"Hayatın" İki ciheti nedir?
Değerli Kardeşimiz;
“Hem hayat, o kadar nezih ve temizdir ki; iki vechi, yani mülk ve melekûtiyet vecihleri temizdir, pâktır, şeffaftır.”(1)
Yâsîn Sûresinin son ayet-i kerimesinde her şeyin melekûtunun Allah’ın elinde olduğu beyan ediliyor. Ayette geçen melekût kelimesine “hükümranlık ve malikiyet” manaları veriliyor. Her şeyin dışı da içi de evveli de ahiri de zahiri de batını da Allah’ın mülküdür ve O’nun hâkimiyeti altında vazife görmektedir.
Mesnevî-i Nuriye’de; “Her şeyin içine melekût, dışına da mülk denir.” ifadesi geçer.

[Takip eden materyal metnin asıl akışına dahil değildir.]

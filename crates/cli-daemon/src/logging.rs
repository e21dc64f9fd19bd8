use std::fmt;
use std::fs::{File, OpenOptions};
use std::io::{self, Write};
use std::path::Path;
use std::sync::{Arc, Mutex};
use anyhow::{Context, Result};
use log::{Level, LevelFilter};

/// Writes every record to the console and the operational log
struct Tee {
    console: io::Stderr,
    file: File,
}

impl Write for Tee {
    fn write(&mut self, buf: &[u8]) -> io::Result<usize> {
        // A console that went away must not stop the log file
        let _ = self.console.write_all(buf);
        self.file.write_all(buf)?;
        Ok(buf.len())
    }

    fn flush(&mut self) -> io::Result<()> {
        let _ = self.console.flush();
        self.file.flush()
    }
}

fn open_append(path: &Path) -> Result<File> {
    if let Some(parent) = path.parent() {
        std::fs::create_dir_all(parent)
            .with_context(|| format!("Failed to create log directory: {}", parent.display()))?;
    }
    OpenOptions::new()
        .create(true)
        .append(true)
        .open(path)
        .with_context(|| format!("Failed to open log file: {}", path.display()))
}

/// `YYYY-MM-DD HH:MM:SS [LEVEL] message`
fn format_line(level: Level, message: impl fmt::Display) -> String {
    format!(
        "{} [{}] {}",
        chrono::Local::now().format("%Y-%m-%d %H:%M:%S"),
        level,
        message
    )
}

/// Write one formatted record to `out`; error records also go to `errors`
fn emit<W: Write>(out: &mut W, errors: &Mutex<File>, level: Level, line: &str) -> io::Result<()> {
    if level == Level::Error {
        if let Ok(mut file) = errors.lock() {
            let _ = writeln!(file, "{}", line);
        }
    }
    writeln!(out, "{}", line)
}

/// Install the global logger.
///
/// Filter is `info` (`debug` when `verbose`), then `RUST_LOG` on top.
pub fn init(encoder_log: &Path, error_log: &Path, verbose: bool) -> Result<()> {
    let tee = Tee {
        console: io::stderr(),
        file: open_append(encoder_log)?,
    };
    let errors = Arc::new(Mutex::new(open_append(error_log)?));

    let level = if verbose { LevelFilter::Debug } else { LevelFilter::Info };

    env_logger::Builder::new()
        .filter_level(level)
        .parse_default_env()
        .target(env_logger::Target::Pipe(Box::new(tee)))
        .format(move |buf, record| {
            let line = format_line(record.level(), record.args());
            emit(buf, &errors, record.level(), &line)
        })
        .try_init()
        .context("Failed to install logger")
}
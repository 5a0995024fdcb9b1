// Inflate support for the deflated explicit VR transfer syntax

use crate::core::error::{Result, WaveformError};

#[cfg(feature = "deflate")]
pub fn inflate(data: &[u8]) -> Result<Vec<u8>> {
    use flate2::read::DeflateDecoder;
    use std::io::Read;

    // The dataset is a raw deflate stream without zlib header
    let mut decoder = DeflateDecoder::new(data);
    let mut inflated = Vec::new();
    decoder
        .read_to_end(&mut inflated)
        .map_err(|e| WaveformError::DecompressionFailed(format!("Deflate: {}", e)))?;
    Ok(inflated)
}

#[cfg(not(feature = "deflate"))]
pub fn inflate(_data: &[u8]) -> Result<Vec<u8>> {
    Err(WaveformError::UnsupportedTransferSyntax(
        crate::core::constants::DEFLATED_EXPLICIT_VR_LITTLE_ENDIAN.to_string(),
    ))
}
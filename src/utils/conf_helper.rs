use anyhow::{bail, Context, Result};
use dcm_waveform::core::constants::METADATA_KEYS;
use dcm_waveform::output::template::placeholders;
use dcm_waveform::MetadataFormat;
use std::path::Path;
use tokio::fs;
use tracing::info;

use crate::batch::discovery::FileMask;
use crate::cli::Cli;
use crate::models::config_model::ExtractorConfig;

/// Reads the JSON config, writing a default one first when it is missing.
pub async fn load_config(path: &Path) -> Result<ExtractorConfig> {
    if fs::metadata(path).await.is_err() {
        info!("Config file '{}' not found. Generating default config", path.display());
        let data = serde_json::to_string_pretty(&ExtractorConfig::default())?;
        fs::write(path, data)
            .await
            .with_context(|| format!("File write Error: {}", path.display()))?;
    }

    let data = fs::read_to_string(path)
        .await
        .with_context(|| format!("File read Error: {}", path.display()))?;

    let config: ExtractorConfig = serde_json::from_str(&data)
        .with_context(|| format!("JSON Parse Error: {}", path.display()))?;

    Ok(config)
}

/// Command-line flags take precedence over the file.
pub fn apply_overrides(mut config: ExtractorConfig, cli: &Cli) -> Result<ExtractorConfig> {
    if let Some(dir) = &cli.input_dir {
        config.input_dir = dir.clone();
    }
    if let Some(dir) = &cli.output_dir {
        config.output_dir = dir.clone();
    }
    if let Some(format) = &cli.metadata_format {
        config.metadata_format = format
            .parse::<MetadataFormat>()
            .map_err(anyhow::Error::msg)?;
    }
    if let Some(structure) = &cli.output_structure {
        config.output_structure = structure.clone();
    }
    if let Some(masks) = &cli.file_format_mask {
        config.file_format_mask = masks.clone();
    }
    if cli.recursive {
        config.recursive = true;
    }
    if cli.split_groups {
        config.split_groups = true;
    }
    if let Some(workers) = cli.workers {
        config.workers = workers;
    }
    if let Some(log) = &cli.error_log {
        config.error_log = log.clone();
    }
    Ok(config)
}

/// Checks everything that would otherwise fail for every file.
pub fn validate(config: &ExtractorConfig) -> Result<()> {
    let names = placeholders(&config.output_structure)
        .with_context(|| format!("Invalid output_structure '{}'", config.output_structure))?;
    let unsupported: Vec<&String> = names
        .iter()
        .filter(|name| !METADATA_KEYS.contains(&name.as_str()))
        .collect();
    if !unsupported.is_empty() {
        bail!(
            "Unsupported metadata tags found in output_structure: {:?}. Accepted tags are: {:?}",
            unsupported,
            METADATA_KEYS
        );
    }

    if config.file_format_mask.is_empty() {
        bail!("file_format_mask must contain at least one pattern");
    }
    for mask in &config.file_format_mask {
        FileMask::new(mask).with_context(|| format!("Invalid file mask '{}'", mask))?;
    }

    if !config.input_dir.is_dir() {
        bail!("Input directory '{}' does not exist", config.input_dir.display());
    }
    Ok(())
}

pub async fn init_settings(cli: &Cli) -> Result<ExtractorConfig> {
    let config = load_config(&cli.config).await?;
    let config = apply_overrides(config, cli)?;
    validate(&config)?;

    fs::create_dir_all(&config.output_dir)
        .await
        .with_context(|| format!("Cannot create output directory '{}'", config.output_dir.display()))?;

    info!(
        "Config initialized: input={} output={} format={} structure={} masks={:?}",
        config.input_dir.display(),
        config.output_dir.display(),
        config.metadata_format,
        config.output_structure,
        config.file_format_mask
    );
    Ok(config)
}
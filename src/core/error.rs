// Error handling for the waveform extractor

use std::fmt;
use thiserror::Error;

pub type Result<T> = std::result::Result<T, WaveformError>;

#[derive(Error, Debug)]
pub enum WaveformError {
    #[error("IO error: {0}")]
    Io(#[from] std::io::Error),

    #[error("Unsupported transfer syntax: {0}")]
    UnsupportedTransferSyntax(String),

    #[error("Decompression failed: {0}")]
    DecompressionFailed(String),

    #[error("Corrupted data: {0}")]
    CorruptedData(String),

    #[error("No waveform data in container")]
    NoWaveformData,

    #[error("Multiplex group skipped: {0}")]
    InvalidMultiplexGroup(String),

    #[error("Malformed channel data: expected {expected} bytes, got {got}")]
    MalformedChannelData { expected: usize, got: usize },

    #[error("Unsupported encoding: interpretation {interpretation:?} with {bits} bits allocated")]
    UnsupportedEncoding { interpretation: String, bits: u16 },

    #[error("Template resolution failed: {0}")]
    TemplateResolution(String),

    #[error("Serialization failed: {0}")]
    Serialization(String),

    #[error("Output write failed: {0}")]
    OutputWrite(String),
}

/// Failure classes written to the error log.
#[derive(Debug, Clone, Copy, PartialEq, Eq, Hash)]
pub enum ErrorKind {
    UnreadableContainer,
    NoWaveformData,
    InvalidMultiplexGroup,
    MalformedChannelData,
    UnsupportedEncoding,
    TemplateResolutionFailure,
    OutputWriteFailure,
}

impl ErrorKind {
    /// True when the condition prevents the file's output from being written.
    pub fn is_file_fatal(self) -> bool {
        matches!(
            self,
            ErrorKind::UnreadableContainer
                | ErrorKind::TemplateResolutionFailure
                | ErrorKind::OutputWriteFailure
        )
    }

    pub fn as_str(self) -> &'static str {
        match self {
            ErrorKind::UnreadableContainer => "UnreadableContainer",
            ErrorKind::NoWaveformData => "NoWaveformData",
            ErrorKind::InvalidMultiplexGroup => "InvalidMultiplexGroup",
            ErrorKind::MalformedChannelData => "MalformedChannelData",
            ErrorKind::UnsupportedEncoding => "UnsupportedEncoding",
            ErrorKind::TemplateResolutionFailure => "TemplateResolutionFailure",
            ErrorKind::OutputWriteFailure => "OutputWriteFailure",
        }
    }
}

impl fmt::Display for ErrorKind {
    fn fmt(&self, f: &mut fmt::Formatter<'_>) -> fmt::Result {
        f.write_str(self.as_str())
    }
}

impl WaveformError {
    pub fn kind(&self) -> ErrorKind {
        match self {
            WaveformError::Io(_)
            | WaveformError::UnsupportedTransferSyntax(_)
            | WaveformError::DecompressionFailed(_)
            | WaveformError::CorruptedData(_) => ErrorKind::UnreadableContainer,
            WaveformError::NoWaveformData => ErrorKind::NoWaveformData,
            WaveformError::InvalidMultiplexGroup(_) => ErrorKind::InvalidMultiplexGroup,
            WaveformError::MalformedChannelData { .. } => ErrorKind::MalformedChannelData,
            WaveformError::UnsupportedEncoding { .. } => ErrorKind::UnsupportedEncoding,
            WaveformError::TemplateResolution(_) => ErrorKind::TemplateResolutionFailure,
            WaveformError::Serialization(_) | WaveformError::OutputWrite(_) => {
                ErrorKind::OutputWriteFailure
            }
        }
    }
}

/// A failure attached to the file, one of its groups, or one channel.
/// Group and channel indices are positions in the source container.
#[derive(Debug)]
pub struct Issue {
    pub group: Option<usize>,
    pub channel: Option<usize>,
    pub error: WaveformError,
}

impl Issue {
    pub fn file(error: WaveformError) -> Self {
        Self {
            group: None,
            channel: None,
            error,
        }
    }

    pub fn group(group: usize, error: WaveformError) -> Self {
        Self {
            group: Some(group),
            channel: None,
            error,
        }
    }

    pub fn channel(group: usize, channel: usize, error: WaveformError) -> Self {
        Self {
            group: Some(group),
            channel: Some(channel),
            error,
        }
    }

    pub fn kind(&self) -> ErrorKind {
        self.error.kind()
    }
}

impl fmt::Display for Issue {
    fn fmt(&self, f: &mut fmt::Formatter<'_>) -> fmt::Result {
        if let Some(group) = self.group {
            write!(f, "[group {}] ", group)?;
        }
        if let Some(channel) = self.channel {
            write!(f, "[channel {}] ", channel)?;
        }
        write!(f, "{}: {}", self.kind(), self.error)
    }
}
// Channel decoder: raw sample codes -> calibrated physical values

use crate::core::error::{Result, WaveformError};
use crate::core::locator::{ChannelDefinition, MultiplexGroup};

#[derive(Debug, Clone, Copy, PartialEq, Eq)]
pub enum SampleInterpretation {
    SignedInt,
    UnsignedInt,
    Float32,
}

impl SampleInterpretation {
    /// Maps a waveform sample interpretation code. Mu-law and A-law
    /// companded codes (MB, AB) have no mapping.
    pub fn from_code(code: &str) -> Option<Self> {
        match code.trim() {
            "SB" | "SS" | "SL" => Some(SampleInterpretation::SignedInt),
            "UB" | "US" | "UL" => Some(SampleInterpretation::UnsignedInt),
            "FL" => Some(SampleInterpretation::Float32),
            _ => None,
        }
    }

    /// Element width in bytes, if the scheme supports this allocation.
    pub fn element_width(self, bits_allocated: u16) -> Option<usize> {
        match (self, bits_allocated) {
            (SampleInterpretation::Float32, 32) => Some(4),
            (SampleInterpretation::Float32, _) => None,
            (_, 8) => Some(1),
            (_, 16) => Some(2),
            (_, 32) => Some(4),
            _ => None,
        }
    }

    // Width-dependent two's complement / zero extension via from_le_bytes
    fn raw_value(self, element: &[u8]) -> f64 {
        match (self, element) {
            (SampleInterpretation::SignedInt, [a]) => i8::from_le_bytes([*a]) as f64,
            (SampleInterpretation::SignedInt, [a, b]) => i16::from_le_bytes([*a, *b]) as f64,
            (SampleInterpretation::SignedInt, [a, b, c, d]) => {
                i32::from_le_bytes([*a, *b, *c, *d]) as f64
            }
            (SampleInterpretation::UnsignedInt, [a]) => *a as f64,
            (SampleInterpretation::UnsignedInt, [a, b]) => u16::from_le_bytes([*a, *b]) as f64,
            (SampleInterpretation::UnsignedInt, [a, b, c, d]) => {
                u32::from_le_bytes([*a, *b, *c, *d]) as f64
            }
            (SampleInterpretation::Float32, [a, b, c, d]) => {
                f32::from_le_bytes([*a, *b, *c, *d]) as f64
            }
            // Widths are validated before splitting
            _ => f64::NAN,
        }
    }
}

/// Calibration with identity defaults. Multiplications happen before the
/// addition and are never folded together.
#[derive(Debug, Clone, Copy, PartialEq)]
pub struct Calibration {
    pub sensitivity: f64,
    pub correction: f64,
    pub baseline: f64,
}

impl Calibration {
    pub fn from_definition(definition: &ChannelDefinition) -> Self {
        Self {
            sensitivity: definition.sensitivity.unwrap_or(1.0),
            correction: definition.sensitivity_correction_factor.unwrap_or(1.0),
            baseline: definition.baseline.unwrap_or(0.0),
        }
    }

    pub fn apply(&self, raw: f64) -> f64 {
        raw * self.sensitivity * self.correction + self.baseline
    }
}

fn scheme_for(definition: &ChannelDefinition) -> Result<(SampleInterpretation, usize)> {
    let unsupported = || WaveformError::UnsupportedEncoding {
        interpretation: definition.sample_interpretation.clone(),
        bits: definition.bits_allocated,
    };
    let scheme = SampleInterpretation::from_code(&definition.sample_interpretation)
        .ok_or_else(unsupported)?;
    let width = scheme
        .element_width(definition.bits_allocated)
        .ok_or_else(unsupported)?;
    Ok((scheme, width))
}

/// Decodes one channel's contiguous raw buffer into `sample_count`
/// calibrated values.
pub fn decode(raw: &[u8], definition: &ChannelDefinition, sample_count: usize) -> Result<Vec<f64>> {
    let (scheme, width) = scheme_for(definition)?;

    let expected = sample_count * width;
    if raw.len() != expected {
        return Err(WaveformError::MalformedChannelData {
            expected,
            got: raw.len(),
        });
    }

    let calibration = Calibration::from_definition(definition);
    Ok(raw
        .chunks_exact(width)
        .map(|element| calibration.apply(scheme.raw_value(element)))
        .collect())
}

/// Extracts one channel's bytes from a sample-major interleaved buffer.
/// A trailing partial frame contributes whatever bytes fall in the
/// channel's slot, so truncation shows up as a length mismatch.
pub fn deinterleave(data: &[u8], channel: usize, channel_count: usize, width: usize) -> Vec<u8> {
    let frame = channel_count * width;
    let mut out = Vec::with_capacity(data.len() / channel_count.max(1));
    if frame == 0 {
        return out;
    }

    let mut offset = channel * width;
    while offset < data.len() {
        let end = (offset + width).min(data.len());
        out.extend_from_slice(&data[offset..end]);
        offset += frame;
    }
    out
}

/// Decodes channel `channel` of a multiplex group.
pub fn decode_channel(group: &MultiplexGroup<'_>, channel: usize) -> Result<Vec<f64>> {
    let definition = &group.channels[channel];
    let (_, width) = scheme_for(definition)?;

    let channel_count = group.channels.len();
    let expected = group.number_of_samples * channel_count * width;
    let mut data = group.waveform_data;
    // Odd-length values carry one pad byte
    if expected % 2 == 1 && data.len() == expected + 1 {
        data = &data[..expected];
    }

    let raw = deinterleave(data, channel, channel_count, width);
    decode(&raw, definition, group.number_of_samples)
}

Melekûtu elinde tutanın, mülke de hükmettiği açık bir hakikattir. İnsanı örnek alırsak, insanın bedeni de ruhu da Allah’ın mahlûkudur, O’nun mülküdür, O’nun hükmü altındadır. Beden mülk, ruh melekût olarak düşünüldüğünde, elbette ruha hükmeden, onun emri altındaki bedenin da hâkimi olacaktır.
Melekûtun bir de hâdiselerin bilinmeyen hikmet yönü manası var. Zahiren şer ve çirkin görünen nice hadiselerin hakikatte hayırlı ve güzel oldukları âyet-i kerîmede haber verilmektedir.
“Olur ki, bir şey sizin için hayırlı iken, siz onu hoş görmezsiniz. Yine olur ki, bir şey sizin için kötü iken, siz onu seversiniz. Allah bilir, siz bilmezsiniz.” (Bakara, 2/216)
İşte, güzelliği doğrudan görünemeyen ve sathî bir bakışla çirkin zannedilen şeylerin yaratılmasında sebepler perde olarak görev almışlardır. Onların bu görevleri sadece mülk cihetinde söz konusudur; melekûtiyet cihetinde hiçbir tesirleri ve hisseleri yoktur.
Meselâ hastalıklara ve ölümlere; mikroplar, trafik kazaları, zelzele gibi afatlar perde olurlar. İnsan, itirazlarını o sebeplere yapar ve onlardan şikâyetçi olmakla isyan belasından kurtulur.
Hastalığın melekûtiyet ciheti, yani günahlara kefaret olması, sabreden müminleri manen yükseltmesi, kalpleri bu fani dünya hayatından ahiret hayatına teveccüh ettirmesi gibi güzel yönleri vardır ama herkes bunu göremez. Biz hastalığın mülk cihetindeki rahatsız edici hallerine baktığımızda sabırsızlanarak şikâyet yoluna gitmeyelim diye sebepler perde olurlar. Nefsimiz itirazlarını o sebeplere yapar, onlardan şikâyetci olmakla isyan belasından kurtulur.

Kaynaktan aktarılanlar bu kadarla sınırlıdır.